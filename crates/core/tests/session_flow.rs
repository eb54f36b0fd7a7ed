//! Bootstrap, login and logout flows against in-memory collaborators

use async_trait::async_trait;
use futures::future::{self, LocalBoxFuture};
use hotel_console_core::storage::{keys, AUTH_STORAGE_KEYS};
use hotel_console_core::{
    AuthStore, CredentialStore, Error, HotelCheck, HotelLookup, HotelRef, KeyValueStore,
    MemoryStore, Navigate, Phase, Result, Session, Timer, User,
};
use mockall::mock;
use std::cell::RefCell;
use std::rc::Rc;
use std::time::Duration;

mock! {
    pub Credentials {}

    impl CredentialStore for Credentials {
        fn clear_token(&self);
    }
}

mock! {
    pub Hotels {}

    #[async_trait(?Send)]
    impl HotelLookup for Hotels {
        async fn check_admin_hotels(&self) -> Result<HotelCheck>;
    }
}

#[derive(Default)]
struct RecordingNavigator {
    paths: RefCell<Vec<String>>,
}

impl RecordingNavigator {
    fn last(&self) -> Option<String> {
        self.paths.borrow().last().cloned()
    }
}

impl Navigate for RecordingNavigator {
    fn replace(&self, path: &str) {
        self.paths.borrow_mut().push(path.to_string());
    }
}

/// Lookup that never resolves
struct StalledLookup;

#[async_trait(?Send)]
impl HotelLookup for StalledLookup {
    async fn check_admin_hotels(&self) -> Result<HotelCheck> {
        future::pending().await
    }
}

struct ImmediateTimer;

impl Timer for ImmediateTimer {
    fn sleep(&self, _duration: Duration) -> LocalBoxFuture<'static, ()> {
        Box::pin(future::ready(()))
    }
}

struct NeverTimer;

impl Timer for NeverTimer {
    fn sleep(&self, _duration: Duration) -> LocalBoxFuture<'static, ()> {
        Box::pin(future::pending())
    }
}

/// Storage whose writes all fail, like a browser with storage disabled
struct BrokenStore;

impl KeyValueStore for BrokenStore {
    fn get(&self, _key: &str) -> Result<Option<String>> {
        Err(Error::StorageUnavailable)
    }

    fn set(&self, _key: &str, _value: &str) -> Result<()> {
        Err(Error::StorageUnavailable)
    }

    fn remove(&self, _key: &str) -> Result<()> {
        Err(Error::StorageUnavailable)
    }

    fn clear(&self) -> Result<()> {
        Err(Error::StorageUnavailable)
    }
}

fn user() -> User {
    User {
        username: "maria".to_string(),
        email: "maria@hotel.example".to_string(),
        role: "admin".to_string(),
        access_scope: "full".to_string(),
    }
}

fn credentials(clear_calls: usize) -> Rc<MockCredentials> {
    let mut credentials = MockCredentials::new();
    credentials
        .expect_clear_token()
        .times(clear_calls)
        .return_const(());
    Rc::new(credentials)
}

fn hotels(result: fn() -> Result<HotelCheck>) -> Rc<MockHotels> {
    let mut hotels = MockHotels::new();
    hotels
        .expect_check_admin_hotels()
        .times(1)
        .returning(move || result());
    Rc::new(hotels)
}

fn session(
    local: &Rc<MemoryStore>,
    credentials: Rc<dyn CredentialStore>,
    hotels: Rc<dyn HotelLookup>,
) -> Session {
    Session::builder()
        .local_storage(local.clone())
        .session_storage(Rc::new(MemoryStore::new()))
        .credentials(credentials)
        .hotel_lookup(hotels)
        .build()
        .unwrap()
}

#[test]
fn test_bootstrap_clears_everything() {
    let local = Rc::new(MemoryStore::new());
    for key in AUTH_STORAGE_KEYS {
        local.set(key, "stale").unwrap();
    }
    let tab = Rc::new(MemoryStore::new());
    tab.set("auth_state", "{}").unwrap();

    let session = Session::builder()
        .local_storage(local.clone())
        .session_storage(tab.clone())
        .credentials(credentials(1))
        .hotel_lookup(Rc::new(StalledLookup))
        .build()
        .unwrap();

    let auth = AuthStore::new();
    assert_eq!(auth.state().phase(), Phase::Loading);

    session.bootstrap(&auth);

    let state = auth.state();
    assert_eq!(state.phase(), Phase::Ready);
    assert!(!state.is_authenticated);
    assert!(state.current_user.is_none());
    assert!(state.hotel_id.is_none());
    for key in AUTH_STORAGE_KEYS {
        assert!(!local.contains(key), "{key} survived bootstrap");
    }
    assert!(tab.is_empty());
}

#[test]
fn test_bootstrap_with_broken_storage_still_ready() {
    let session = Session::builder()
        .local_storage(Rc::new(BrokenStore))
        .session_storage(Rc::new(BrokenStore))
        .credentials(credentials(1))
        .hotel_lookup(Rc::new(StalledLookup))
        .build()
        .unwrap();

    let auth = AuthStore::new();
    session.bootstrap(&auth);

    assert_eq!(auth.state().phase(), Phase::Ready);
    assert!(!auth.state().is_authenticated);
}

#[tokio::test]
async fn test_login_with_hotel_goes_to_dashboard() {
    let local = Rc::new(MemoryStore::new());
    let session = session(
        &local,
        credentials(0),
        hotels(|| {
            Ok(HotelCheck {
                has_hotel: true,
                selected_hotel: Some(HotelRef {
                    id: "H1".to_string(),
                }),
                redirect_path: "/hotel/H1/dashboard".to_string(),
            })
        }),
    );
    let auth = AuthStore::new();
    let navigator = RecordingNavigator::default();

    session.handle_login(user(), &auth, &navigator).await;

    assert_eq!(navigator.last().as_deref(), Some("/hotel/H1/dashboard"));
    let state = auth.state();
    assert_eq!(state.hotel_id.as_deref(), Some("H1"));
    assert!(state.is_authenticated);
    assert_eq!(state.current_user, Some(user()));
    assert_eq!(state.phase(), Phase::Ready);

    assert_eq!(
        local.get(keys::IS_AUTHENTICATED).unwrap().as_deref(),
        Some("true")
    );
    let stored: User =
        serde_json::from_str(&local.get(keys::CURRENT_USER).unwrap().unwrap()).unwrap();
    assert_eq!(stored, user());
}

#[tokio::test]
async fn test_login_without_hotel_goes_to_create() {
    let local = Rc::new(MemoryStore::new());
    let session = session(&local, credentials(0), hotels(|| Ok(HotelCheck::missing())));
    let auth = AuthStore::new();
    let navigator = RecordingNavigator::default();

    session.handle_login(user(), &auth, &navigator).await;

    assert_eq!(navigator.last().as_deref(), Some("/create-hotel"));
    assert!(auth.state().hotel_id.is_none());
    assert!(auth.state().is_authenticated);
}

#[tokio::test]
async fn test_login_lookup_failure_falls_back_to_create() {
    let local = Rc::new(MemoryStore::new());
    let session = session(
        &local,
        credentials(0),
        hotels(|| Err(Error::lookup_failed("502 Bad Gateway"))),
    );
    let auth = AuthStore::new();
    let navigator = RecordingNavigator::default();

    session.handle_login(user(), &auth, &navigator).await;

    assert_eq!(*navigator.paths.borrow(), vec!["/create-hotel".to_string()]);
    assert!(auth.state().is_authenticated);
    assert_eq!(auth.state().phase(), Phase::Ready);
}

#[tokio::test]
async fn test_login_lookup_timeout_falls_back_to_create() {
    let local = Rc::new(MemoryStore::new());
    let session = Session::builder()
        .local_storage(local.clone())
        .session_storage(Rc::new(MemoryStore::new()))
        .credentials(credentials(0))
        .hotel_lookup(Rc::new(StalledLookup))
        .timer(Rc::new(ImmediateTimer))
        .lookup_timeout(Some(Duration::from_secs(1)))
        .build()
        .unwrap();
    let auth = AuthStore::new();
    let navigator = RecordingNavigator::default();

    session.handle_login(user(), &auth, &navigator).await;

    assert_eq!(navigator.last().as_deref(), Some("/create-hotel"));
    assert_eq!(auth.state().phase(), Phase::Ready);
}

#[tokio::test]
async fn test_lookup_wins_over_pending_timer() {
    let local = Rc::new(MemoryStore::new());
    let session = Session::builder()
        .local_storage(local.clone())
        .session_storage(Rc::new(MemoryStore::new()))
        .credentials(credentials(0))
        .hotel_lookup(hotels(|| Ok(HotelCheck::found("H7"))))
        .timer(Rc::new(NeverTimer))
        .build()
        .unwrap();
    let auth = AuthStore::new();
    let navigator = RecordingNavigator::default();

    session.handle_login(user(), &auth, &navigator).await;

    assert_eq!(navigator.last().as_deref(), Some("/hotel/H7/dashboard"));
    assert_eq!(auth.state().hotel_id.as_deref(), Some("H7"));
}

#[tokio::test]
async fn test_logout_clears_session() {
    let local = Rc::new(MemoryStore::new());
    let session = session(&local, credentials(1), hotels(|| Ok(HotelCheck::found("H1"))));
    let auth = AuthStore::new();
    let navigator = RecordingNavigator::default();

    session.handle_login(user(), &auth, &navigator).await;
    local.set(keys::CURRENT_USER_ID, "42").unwrap();

    session.handle_logout(&auth, &navigator);

    let state = auth.state();
    assert!(!state.is_authenticated);
    assert!(state.current_user.is_none());
    assert!(!local.contains(keys::IS_AUTHENTICATED));
    assert!(!local.contains(keys::CURRENT_USER));
    assert!(!local.contains(keys::CURRENT_USER_ID));
    assert_eq!(navigator.last().as_deref(), Some("/sign-in"));
}

#[test]
fn test_timeout_requires_timer() {
    let without_timer = Session::builder()
        .local_storage(Rc::new(MemoryStore::new()))
        .session_storage(Rc::new(MemoryStore::new()))
        .credentials(credentials(0))
        .hotel_lookup(Rc::new(StalledLookup))
        .build()
        .unwrap();
    assert_eq!(without_timer.lookup_timeout(), None);

    let with_timer = Session::builder()
        .local_storage(Rc::new(MemoryStore::new()))
        .session_storage(Rc::new(MemoryStore::new()))
        .credentials(credentials(0))
        .hotel_lookup(Rc::new(StalledLookup))
        .timer(Rc::new(NeverTimer))
        .build()
        .unwrap();
    assert_eq!(with_timer.lookup_timeout(), Some(Duration::from_secs(15)));
}

#[test]
fn test_builder_requires_collaborators() {
    let result = Session::builder()
        .local_storage(Rc::new(MemoryStore::new()))
        .build();
    assert!(matches!(result, Err(Error::Configuration(_))));
}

• • •

* _Activity_
Every line from the first entry to the line containing "struct BrokenStore;" should be transcribed exactly, and nothing beyond it.

* _Finished exercise_
filename crates/core/tests/session_flow.rs
repository eb54f36b0fd7a7ed
//! Bootstrap, login and logout flows against in-memory collaborators

use async_trait::async_trait;
use futures::future::{self, LocalBoxFuture};
use hotel_console_core::storage::{keys, AUTH_STORAGE_KEYS};
use hotel_console_core::{
    AuthStore, CredentialStore, Error, HotelCheck, HotelLookup, HotelRef, KeyValueStore,
    MemoryStore, Navigate, Phase, Result, Session, Timer, User,
};
use mockall::mock;
use std::cell::RefCell;
use std::rc::Rc;
use std::time::Duration;

mock! {
    pub Credentials {}

    impl CredentialStore for Credentials {
        fn clear_token(&self);
    }
}

mock! {
    pub Hotels {}

    #[async_trait(?Send)]
    impl HotelLookup for Hotels {
        async fn check_admin_hotels(&self) -> Result<HotelCheck>;
    }
}

#[derive(Default)]
struct RecordingNavigator {
    paths: RefCell<Vec<String>>,
}

impl RecordingNavigator {
    fn last(&self) -> Option<String> {
        self.paths.borrow().last().cloned()
    }
}

impl Navigate for RecordingNavigator {
    fn replace(&self, path: &str) {
        self.paths.borrow_mut().push(path.to_string());
    }
}

/// Lookup that never resolves
struct StalledLookup;

#[async_trait(?Send)]
impl HotelLookup for StalledLookup {
    async fn check_admin_hotels(&self) -> Result<HotelCheck> {
        future::pending().await
    }
}

struct ImmediateTimer;

impl Timer for ImmediateTimer {
    fn sleep(&self, _duration: Duration) -> LocalBoxFuture<'static, ()> {
        Box::pin(future::ready(()))
    }
}

struct NeverTimer;

impl Timer for NeverTimer {
    fn sleep(&self, _duration: Duration) -> LocalBoxFuture<'static, ()> {
        Box::pin(future::pending())
    }
}

/// Storage whose writes all fail, like a browser with storage disabled
struct BrokenStore;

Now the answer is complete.